Lumajang

Proyek APBN Puluhan Miliyar Rupiah Dikerjakan Tanpa APD, Disinyalir Sarat Indikasi

Lumajang Wartapos.id – Proyek Rehabilitasi dan renovasi Madrasah PHTC Jawa Timur 3 dibawah naungan Kementerian Pekerjaan Umum Direktorat Jenderal prasarana strategis satuan kerja pelaksanaan strategis Jawa Timur menelan anggaran sekitar 13 Miliyar lebih yang berasal dari APBN, dengan penyedia jasa PT. Wira Karsa Konstruksi, dan sebagai konsultan supervisi PT. Titian Cahaya Consultan, disinyalir sarat indikasi.

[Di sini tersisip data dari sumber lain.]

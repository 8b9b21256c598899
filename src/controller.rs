//! Orchestrates one displayed study: owns the graph, the layer store and the
//! selection state, feeds projections to the rendering surface and turns
//! surface events into study-service requests.
//!
//! Everything runs on one logical thread. Requests to the study service are
//! the only suspension points; local state is committed only after the
//! service accepted the change, and only if the study is still the one that
//! issued the request. Node attribute writes are queued per node so a later
//! drag can never be overwritten by an earlier one.

use std::cell::{Cell, Ref, RefCell};
use std::collections::HashMap;
use std::rc::Rc;

use log::{debug, info, warn};
use tokio::sync::Mutex;

use crate::api::StudyApi;
use crate::color::Rgb;
use crate::error::{EntityKind, MapError, MapResult};
use crate::graph::{Graph, Link, Node, link_identifier};
use crate::layers::{
    DEFAULT_LAYER_ID, Layer, LayerOverride, LayerStore, OverridePatch, is_default_layer,
};
use crate::projection::{effective_color, effective_position};
use crate::render::{Highlight, RenderModel, RenderSurface};
use crate::selection::{Selection, SelectionController, SelectionEffect};

/// Result of a node attribute write.
#[derive(Debug, Clone, Copy, PartialEq, Eq)]
pub enum CommitOutcome {
    /// The service accepted the write and local state was updated.
    Committed,
    /// The value already matched; nothing was sent.
    Unchanged,
    /// The service accepted the write after the study was closed or
    /// reloaded, so local state was left alone.
    Discarded,
}

#[derive(Debug, Clone, Copy, PartialEq)]
enum NodeUpdate {
    Position { x: f64, y: f64 },
    Color(Rgb),
}

struct StudyState {
    study_id: String,
    graph: Graph,
    layers: LayerStore,
    selection: SelectionController,
    active_layer: String,
}

impl StudyState {
    fn node(&self, node_id: &str) -> MapResult<&Node> {
        self.graph
            .node(node_id)
            .ok_or_else(|| MapError::not_found(EntityKind::Node, node_id))
    }

    fn render_model(&self) -> RenderModel {
        RenderModel::build(&self.graph, &self.layers, &self.active_layer, &self.selection)
    }
}

pub struct DiagramController<A, S> {
    api: A,
    surface: RefCell<S>,
    state: RefCell<Option<StudyState>>,
    node_queues: RefCell<HashMap<String, Rc<Mutex<()>>>>,
    epoch: Cell<u64>,
}

fn network(err: anyhow::Error) -> MapError {
    warn!("study service request failed: {err:#}");
    MapError::Network(err)
}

Proyek tersebut terbagi menjadi 12 titik lokasi, 5 berada di Malang dan Batu, serta sisanya 7 lokasi diantaranya berada di Lumajang.

Dari pantauan media ini saat turun kelokasi proyek ditemukan sejumlah catatan penting diantaranya para pekerja tidak menggunakan APD (Alat pelindung Diri), campuran diaduk secara manual tidak menggunakan molen sehingga ditengarai campuran tidak sesuai dengan ketentuan yang ada, terpantau juga pekerjaan tahap awal persiapan pondasi yang dirasa jauh dari mekanisme yang ada.

Andi Nursalim Tallagu yang merupakan perwakilan dari PT. Wira Karsa Konstruksi yang menurut informasi berasal dari Makasar saat dikonfirmasi seputar proyek tersebut mengarahkan ke Project Manager (PM) karena posisinya masih di Surabaya.

“Monggo pak, kalau mau ketemu PM dihubungi saja langsung,” ujarnya sembari memberikan nomer Hp PM proyek tersebut.

Terpisah, Adhy Saleh S.T M.T Project Manager PT. Wira Karsa Kontruksi saat dihubungi mengaku jika pekerjaan berjalan sesuai target, mutu dan tepat sasaran, meski ditengarai nampak bertolak belakang dengan fakta dan realita di lapangan.

Disinggung mengenai sejumlah catatan indikasi, Adhy Saleh mengakui dan menjadikan perhatian atas kekurangan.

“Baik Pak, akan menjadi perhatian dan kekurangan kelengkapan APD kami lengkapi,” tulisnya, melalui pesan WhatsApp. Kamis (30/10/25)

Detail Engineering Design (DED) yang dibuat rancangan turut disampaikan detail. Untuk overstek, kata Adhy nanti mengikat di sloof, karena perlakuan pondasi berbeda dengan struktur.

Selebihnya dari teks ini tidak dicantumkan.